The M’s have DFA’d LF Mac Williamson and brought back UTIL Kris Negron, who’s been a consistent performer for Tacoma. The M’s outrighted Andrew Moore back to Tacoma as well, so they may be preparing for further moves; they still have an open spot on their 40-man roster. Also returning is RP Sam Tuivailala, who the team acquired last year, but who quickly went down with a torn achilles.
With Parker Markel and David McKay optioned back to Tacoma, the M’s had one more spot on their active roster, and they’ve brought back SP Erik Swanson. Swanson had some injury issues in Tacoma and wasn’t terribly consisent, so I’m not sure if they’ll use him as a long man out of the bullpen, pair him with either Tommy Milone, who was inexplicably used for a bit in the Angels’ 13-0 no-hit win the other day, or Yusei Kikuchi, who’s innings are being managed by the org. As I wrote recently, the M’s pitching woes have extended to their near-majors prospects in Sheffield and Swanson, and while Sheffield’s working things out in AA, Swanson may need to do so in the bigs.

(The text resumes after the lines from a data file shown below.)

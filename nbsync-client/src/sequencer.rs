//! Update sequencer.
//!
//! One FIFO turnstile per document: the diff/send step of each outgoing
//! mutation runs alone, in the order callers arrived. Waiting for the
//! acknowledgement happens after the turn is released.

use tokio::sync::{Mutex, MutexGuard};

#[derive(Debug, Default)]
pub struct UpdateSequencer {
    issued: Mutex<u64>,
}

/// Exclusive right to diff and send. Released on drop.
#[derive(Debug)]
pub struct Turn<'a> {
    guard: MutexGuard<'a, u64>,
}

impl Turn<'_> {
    /// Position of this turn in the sequence, starting at 1.
    pub fn number(&self) -> u64 {
        *self.guard
    }
}

impl UpdateSequencer {
    pub fn new() -> Self {
        Self::default()
    }

    /// Wait for this caller's turn. Turns are granted first come, first served.
    pub async fn turn(&self) -> Turn<'_> {
        let mut guard = self.issued.lock().await;
        *guard += 1;
        Turn { guard }
    }
}
//! Request/response correlation.
//!
//! Outgoing requests get a fresh random `request_id`; the stable session
//! `client_id` is stamped on everything. Inbound envelopes are either replies
//! to this client (`initiator_id == client_id` with a `request_id`) or
//! unrequested updates. Replies nobody waits for are dropped.

use std::collections::HashMap;
use std::future::Future;
use std::pin::Pin;
use std::task::{Context, Poll};

use tokio::sync::{oneshot, Mutex};
use uuid::Uuid;

use crate::error::ClientError;
use crate::protocol::Envelope;

/// Where an inbound envelope went.
#[derive(Debug)]
pub enum Routed {
    /// Handed to the waiting caller.
    Resolved,
    /// A reply with no pending request.
    Dropped,
    Unrequested { envelope: Envelope, by_me: bool },
}

/// Reply to one request.
///
/// Carries no timeout of its own; race it against `tokio::time::timeout` when
/// a bound is needed. A connection drop alone leaves it pending. It fails only
/// when the session ends: with the fatal error that ended it (a corrupt frame,
/// a rejected reconnect), or with [`ClientError::SessionClosed`].
#[derive(Debug)]
pub struct PendingReply {
    request_id: String,
    rx: oneshot::Receiver<Result<Envelope, ClientError>>,
}

impl PendingReply {
    pub fn request_id(&self) -> &str {
        &self.request_id
    }
}

impl Future for PendingReply {
    type Output = Result<Envelope, ClientError>;

    fn poll(mut self: Pin<&mut Self>, cx: &mut Context<'_>) -> Poll<Self::Output> {
        Pin::new(&mut self.rx).poll(cx).map(|reply| match reply {
            Ok(result) => result,
            Err(_) => Err(ClientError::SessionClosed),
        })
    }
}

pub struct Correlator {
    client_id: String,
    pending: Mutex<HashMap<String, oneshot::Sender<Result<Envelope, ClientError>>>>,
}

impl Correlator {
    pub fn new(client_id: impl Into<String>) -> Self {
        Self {
            client_id: client_id.into(),
            pending: Mutex::new(HashMap::new()),
        }
    }

    pub fn client_id(&self) -> &str {
        &self.client_id
    }

    /// Stamp `envelope` with this client's id, and with a fresh request id
    /// when a reply is wanted.
    pub async fn stamp(&self, envelope: &mut Envelope, wants_response: bool) -> Option<PendingReply> {
        envelope.client_id = self.client_id.clone();
        if !wants_response {
            envelope.request_id = None;
            return None;
        }

        let request_id = Uuid::new_v4().to_string();
        let (tx, rx) = oneshot::channel();
        let mut pending = self.pending.lock().await;
        // callers that gave up on their reply
        pending.retain(|_, waiter| !waiter.is_closed());
        pending.insert(request_id.clone(), tx);
        envelope.request_id = Some(request_id.clone());
        Some(PendingReply { request_id, rx })
    }

    /// Forget a request whose frame never left.
    pub async fn forget(&self, request_id: &str) {
        self.pending.lock().await.remove(request_id);
    }

    pub async fn route(&self, envelope: Envelope) -> Routed {
        if !envelope.is_reply_for(&self.client_id) {
            let by_me = envelope.initiator_id.as_deref() == Some(self.client_id.as_str());
            return Routed::Unrequested { envelope, by_me };
        }

        let request_id = envelope.request_id.clone().unwrap_or_default();
        let waiter = self.pending.lock().await.remove(&request_id);
        match waiter {
            Some(waiter) => {
                if waiter.send(Ok(envelope)).is_err() {
                    log::debug!("Caller of request {request_id} no longer listens");
                }
                Routed::Resolved
            }
            None => {
                log::debug!(
                    "Dropping {:?} reply to unknown request {request_id}",
                    envelope.msg_type
                );
                Routed::Dropped
            }
        }
    }

    pub async fn pending_count(&self) -> usize {
        self.pending.lock().await.len()
    }

    /// Fail every pending request with `SessionClosed`.
    pub async fn close_all(&self) {
        self.fail_all(&ClientError::SessionClosed).await;
    }

    /// Fail every pending request with `error`.
    pub async fn fail_all(&self, error: &ClientError) {
        let abandoned = std::mem::take(&mut *self.pending.lock().await);
        if !abandoned.is_empty() {
            log::debug!("Failing {} pending requests: {error}", abandoned.len());
        }
        for (_, waiter) in abandoned {
            let _ = waiter.send(Err(error.clone()));
        }
    }
}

Austin Shenton homered in his first Sally League game as West Virginia shut out Columbia 5-0. Clay Chandler twirled 7 great IP. Spokane beat Everett 5-4, just as Las Vegas beat Tacoma 5-4 and even the AZL White Sox beat the AZL M’s 5-4. Inland Empire beat Modesto 10-6 in 15 innings, which doesn’t feel any better. Penn Murfee’s having a great under the radar season, popping up in multi-inning relief stints in Tacoma and Arkansas and settling in as a swing man and starter for Modesto. He tossed 6 IP in last night’s game, with just 2 unearned runs against. His ERA’s under 2 for the Nuts, and overall, he’s struck out 100 in 79 2/3 IP. Not bad for the 33rd rounder out of Santa Clara. \
Arkansas is back in action tonight facing the A’s top pitching prospect, AJ Puk, who’s back from TJ surgery. He’ll probably only pitch 2 IP. Tacoma blanked Las Vegas today 2-0.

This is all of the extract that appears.